At 9:48 on April 13, I stepped onto the new scale, height and body fat analyzer at work outside our little convenience store. Then after my lunch run, I decided to see if there was an impact from my run. Since there was no line, I stepped right up. One forty-five minute run resulted in my losing 6.4 lb. of fat! It was such a miracle run, I even gained 0.4 inches in height. The machine even gave me a receipt to prove it!

This machine is a very convenient way to track some basic health stats. However, there is no way I burned 6.4 lb. of fat in a 45 minute run. What this test shows is our need to question the results and measurement error before drawing conclusions. The simplicity of the two measurements claiming to measure the same things seems like a great test, but if results like mine were real, I would be a biggest loser coach on a team that never loses. Alas, life is rarely that simple.

Do not think this is simply about my fat percentage as read by a scale. We make these measurement errors all the time in our desire to have measurable, quantifiable results. With multiple sclerosis, drugs have been approved for more than a decade based on their ability to reduce the number of new lesions seen on MRI’s of patients’ brains. It’s an easy, if expensive, measure which gives researchers a nice quantifiable measurement from which they can claim “drug X is an improvement.” However, the question remains as to whether the lesion test is a good test for the reality of the patients’ multiple sclerosis progression.

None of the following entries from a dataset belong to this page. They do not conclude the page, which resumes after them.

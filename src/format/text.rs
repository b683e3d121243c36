//! Plain text formatting of timings and percentages.

/// Nanoseconds per microsecond.
const NS_PER_US: f64 = 1_000.0;
/// Nanoseconds per millisecond.
const NS_PER_MS: f64 = 1_000_000.0;
/// Nanoseconds per second.
const NS_PER_S: f64 = 1_000_000_000.0;

/// Format a nanosecond timing in a human-scaled unit.
///
/// `500` -> `500ns`, `1500` -> `1.50us`, `2_500_000` -> `2.50ms`,
/// `3_000_000_000` -> `3.00s`.
#[must_use]
pub fn format_ns(ns: f64) -> String {
    if ns >= NS_PER_S {
        format!("{:.2}s", ns / NS_PER_S)
    } else if ns >= NS_PER_MS {
        format!("{:.2}ms", ns / NS_PER_MS)
    } else if ns >= NS_PER_US {
        format!("{:.2}us", ns / NS_PER_US)
    } else {
        format!("{ns:.0}ns")
    }
}

/// Format an optional timing, `-` when absent.
#[must_use]
pub fn format_ns_or_dash(ns: Option<f64>) -> String {
    ns.map_or_else(|| "-".to_string(), format_ns)
}

/// Shortest round-trip form, always with a fractional part for integral
/// values: `5.0`, `6.0`, `12.35`, `-0.5`.
#[must_use]
pub fn format_number(value: f64) -> String {
    if value.is_finite() && value.fract() == 0.0 && value.abs() < 1e16 {
        format!("{value:.1}")
    } else {
        format!("{value}")
    }
}

/// Format a percentage change with an explicit `+` for positive values.
#[must_use]
pub fn format_pct(pct: f64) -> String {
    let sign = if pct > 0.0 { "+" } else { "" };
    format!("{sign}{}%", format_number(pct))
}

#[cfg(test)]
mod tests {
    use super::*;

    #[test]
    fn format_ns_scales_units() {
        assert_eq!(format_ns(500.0), "500ns");
        assert_eq!(format_ns(1_500.0), "1.50us");
        assert_eq!(format_ns(2_500_000.0), "2.50ms");
        assert_eq!(format_ns(3_000_000_000.0), "3.00s");
    }

    #[test]
    fn format_ns_boundaries() {
        assert_eq!(format_ns(999.0), "999ns");
        assert_eq!(format_ns(1_000.0), "1.00us");
        assert_eq!(format_ns(999_999.0), "1000.00us");
        assert_eq!(format_ns(1_000_000.0), "1.00ms");
        assert_eq!(format_ns(1_000_000_000.0), "1.00s");
        assert_eq!(format_ns(0.0), "0ns");
    }

    #[test]
    fn format_ns_or_dash_handles_absent() {
        assert_eq!(format_ns_or_dash(None), "-");
        assert_eq!(format_ns_or_dash(Some(42.0)), "42ns");
    }

    #[test]
    fn format_number_keeps_one_decimal_for_integers() {
        assert_eq!(format_number(5.0), "5.0");
        assert_eq!(format_number(12.35), "12.35");
        assert_eq!(format_number(-6.0), "-6.0");
        assert_eq!(format_number(0.0), "0.0");
    }

    #[test]
    fn format_pct_signs() {
        assert_eq!(format_pct(6.0), "+6.0%");
        assert_eq!(format_pct(-6.0), "-6.0%");
        assert_eq!(format_pct(0.0), "0.0%");
        assert_eq!(format_pct(12.35), "+12.35%");
    }
}
//! Error types and handling for `bench_compare`.
//!
//! # Design
//!
//! - Uses `thiserror` for derive-based error types
//! - Provides recovery hints for user-facing errors
//! - Provides structured JSON output for CI consumers

mod structured;

pub use structured::{ErrorCode, StructuredError};

use std::path::PathBuf;
use thiserror::Error;

/// Primary error type for `bench_compare` operations.
///
/// Every variant is fatal for the run. Expected per-benchmark outcomes
/// (new, removed, regressed) are never errors.
#[derive(Error, Debug)]
pub enum CompareError {
    // === Input Errors ===
    /// A requested baseline produced no benchmarks under the result tree.
    #[error("No {role} baseline '{name}' found in {}", .root.display())]
    MissingBaseline {
        role: String,
        name: String,
        root: PathBuf,
        /// Baseline names that do exist under `root`, sorted.
        available: Vec<String>,
    },

    /// An `estimates.json` file could not be parsed.
    #[error("Malformed estimates file '{}': {reason}", .path.display())]
    MalformedEstimate { path: PathBuf, reason: String },

    /// A base timing of zero makes the percentage change undefined.
    #[error("Base timing for '{benchmark}' is zero; cannot compute percentage change")]
    ZeroBaseTiming { benchmark: String },

    // === Configuration Errors ===
    /// Configuration file or value error.
    #[error("Configuration error: {0}")]
    Config(String),

    // === I/O Errors ===
    /// File system I/O error.
    #[error("I/O error: {0}")]
    Io(#[from] std::io::Error),

    /// JSON serialization/deserialization error.
    #[error("JSON error: {0}")]
    Json(#[from] serde_json::Error),

    /// YAML parsing error.
    #[error("YAML error: {0}")]
    Yaml(#[from] serde_yaml::Error),
}

impl CompareError {
    /// Human-friendly suggestion for fixing this error.
    #[must_use]
    pub const fn suggestion(&self) -> Option<&'static str> {
        match self {
            Self::MissingBaseline { .. } => {
                Some("Run the benchmarks with --save-baseline <name>, or check --criterion-dir")
            }
            Self::MalformedEstimate { .. } => {
                Some("Re-run the benchmarks; the estimates file is corrupt or truncated")
            }
            Self::ZeroBaseTiming { .. } => {
                Some("A zero-duration measurement indicates corrupt input; re-run the base baseline")
            }
            Self::Config(_) | Self::Yaml(_) => Some("Check bench-compare.yaml and BENCH_COMPARE_* variables"),
            _ => None,
        }
    }

    /// Build a missing-baseline error.
    #[must_use]
    pub fn missing_baseline(
        role: impl Into<String>,
        name: impl Into<String>,
        root: impl Into<PathBuf>,
        available: Vec<String>,
    ) -> Self {
        Self::MissingBaseline {
            role: role.into(),
            name: name.into(),
            root: root.into(),
            available,
        }
    }
}

/// Result type using `CompareError`.
pub type Result<T> = std::result::Result<T, CompareError>;
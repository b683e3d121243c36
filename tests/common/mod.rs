#![allow(dead_code)]

use std::sync::Once;
use std::time::Instant;
use tracing::info;

pub mod cli;

static INIT: Once = Once::new();

pub fn init_test_logging() {
    INIT.call_once(|| {
        bench_compare::logging::init_test_logging();
    });
}

pub struct TestLogGuard {
    name: String,
    start: Instant,
}

impl TestLogGuard {
    fn new(name: &str) -> Self {
        init_test_logging();
        info!("{name}: starting");
        Self {
            name: name.to_string(),
            start: Instant::now(),
        }
    }
}

impl Drop for TestLogGuard {
    fn drop(&mut self) {
        info!(
            "{}: assertions passed (elapsed {:?})",
            self.name,
            self.start.elapsed()
        );
    }
}

pub fn test_log(name: &str) -> TestLogGuard {
    TestLogGuard::new(name)
}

I and many other MS researchers have come to believe the overall brain volume/shrinkage is probably a better measure of MS damage, but that measurement isn’t enough on its own either to define the damage.

At some point, like after my run, a look in the mirror and noting which belt notch I use is probably the better bet to determine the impact of my run, even if the measurement is less precise than the super scale pretends to be. Similarly, I would never take the results of an MRI showing lesions as the best sole measure of my MS. Some days I will feel awful and tired with new symptoms, and the test results might or might not show why. Neither result changes my reality for all my attempts to quantify the impact of my MS today.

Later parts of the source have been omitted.